¡Qué breve puede ser el amor…. qué duradero se puede hacer el olvido!
No llegan los sueños para calmar los infortunios de la vida.
No basta una copa de vino, ni la tertulia de la noche del viernes para llenar el vacío que provoca la soledad.
Bastan —o no— las verdades a medias o las medias mentiras… esas falacias que intentan parecer algo verdadero y solo dan cobertura a carencias como la valentía de ser o la cobardía de parecer.
No existen razones o argumentos que justifiquen las consecuencias.
¿En qué pericia argumental se esconde algún elemento que justifique la verdad o la mentira?
¿Qué circunstancia hace que una sea más válida que la otra?
¡La circunstancia!
¿Es la circunstancia la existencia de un sueño por soñar en los laberintos de la razón?
¿Por qué tanto espacio yermo en tan extenso vergel?
¿Por qué se envuelven los ideales en tela de mortaja?
¿Por qué envejecen las flores al contacto con la mano del humano?
Ya no hay dogma en hadas madrinas que transforma las tragedias en comedias. En la conjunción del elemento trágico y cómico —la tragicomedia—, el antihéroe se precipita en el abismo de la desventura.
Se han muerto las musas, los héroes, la magia, los dioses… sembradores de sueños y recolectores de infortunios.
La rutina —indolencia indómita— se convierte en bruma —como el tul de crisálida— que atrapa la voluntad y la sombra del tiempo apresa, inexorablemente, la depreciada alma… donde el amor dejó de ser altruista para ser moneda de cambio… o mendicidad.
Hoy no ha brillado el sol, tampoco lo hará mañana, ni pasado… ¡Nunca más! Nunca más aquellos ojos verán la luz como antes la percibieron… solo a través de un tupido velo negro, cortina simuladora del llanto…
No habrá luna esa noche… ni la siguiente…ni la otra… solo la tenebrosidad que va cercenando la existencia y como si de una casualidad se tratara —o no—, que solo
existieran cómplices de las derrotas, dejando que el infortunio gane las batallas, para que la dicha pierda la guerra.
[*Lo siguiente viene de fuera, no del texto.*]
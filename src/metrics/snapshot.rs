/// Point-in-time copy of the grouped cache counters and gauges.
#[derive(Debug, Default, Clone, Copy, PartialEq, Eq)]
pub struct GroupedMetricsSnapshot {
    pub get_hits: u64,
    pub get_misses: u64,

    pub put_calls: u64,
    pub put_new: u64,
    pub put_updates: u64,

    pub evict_calls: u64,
    pub evicted_entries: u64,
    pub stale_skips: u64, // order-log slots popped whose entry was already removed
    pub compactions: u64,
    pub compacted_slots: u64,

    pub remove_calls: u64,
    pub removed_entries: u64,
    pub loads: u64,

    // gauges captured at snapshot time
    pub len: usize,
    pub groups: usize,
    pub order_len: usize,
    pub capacity: usize,
}

impl GroupedMetricsSnapshot {
    /// Fraction of lookups that found an entry, `0.0` when nothing was looked up.
    pub fn hit_rate(&self) -> f64 {
        let total = self.get_hits + self.get_misses;
        if total == 0 {
            0.0
        } else {
            self.get_hits as f64 / total as f64
        }
    }
}
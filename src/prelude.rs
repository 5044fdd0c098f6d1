pub use crate::ds::OrderLog;
pub use crate::error::{ConfigError, InvariantError};
pub use crate::policy::grouped_fifo::{
    CappedGroupedCache, CappedGroupedCacheBuilder, GroupedFifoCore, GroupedReadGuard,
};
pub use crate::traits::{ConcurrentCache, GroupedCache};

#[cfg(feature = "persist")]
pub use crate::error::PersistError;
#[cfg(feature = "persist")]
pub use crate::persist::{JsonSnapshotStore, SnapshotConfig};

#[cfg(feature = "metrics")]
pub use crate::metrics::snapshot::GroupedMetricsSnapshot;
Y volviendo la mirada… solo se perciben los restos del naufragio y como el náufrago, impávido, contempla los deshechos —dirimida lucha—, se adhiere al único resto flotante a la deriva: los girones del alma.
La rutina, esa anacrónica circunstancia a la que se ha acomodado y de la que cada cual es esclavo a su manera, encerrada en el terreno del hastío que se hizo forma de vida, aquella que todo lo enmascara hasta tal punto que se cree su ficticia forma de cohabitar y enarbola la bandera del fraudulento optimismo.
¡Nada más lejos de la verdad!
La frustración —el fracaso— consumado y asumido, se ahoga en torrentes de soledad y en ese océano de mediocridad se sobrelleva —con cierta dignidad— la zozobra y el inevitable naufragio, manifiesta y atroz realidad, donde se finiquita la ilusión, la fantasía… y solo sobrevive, dentro de cada cual, la mueca incómoda de una rebelión inconclusa, para seguir viviendo en la ambigüedad con destreza.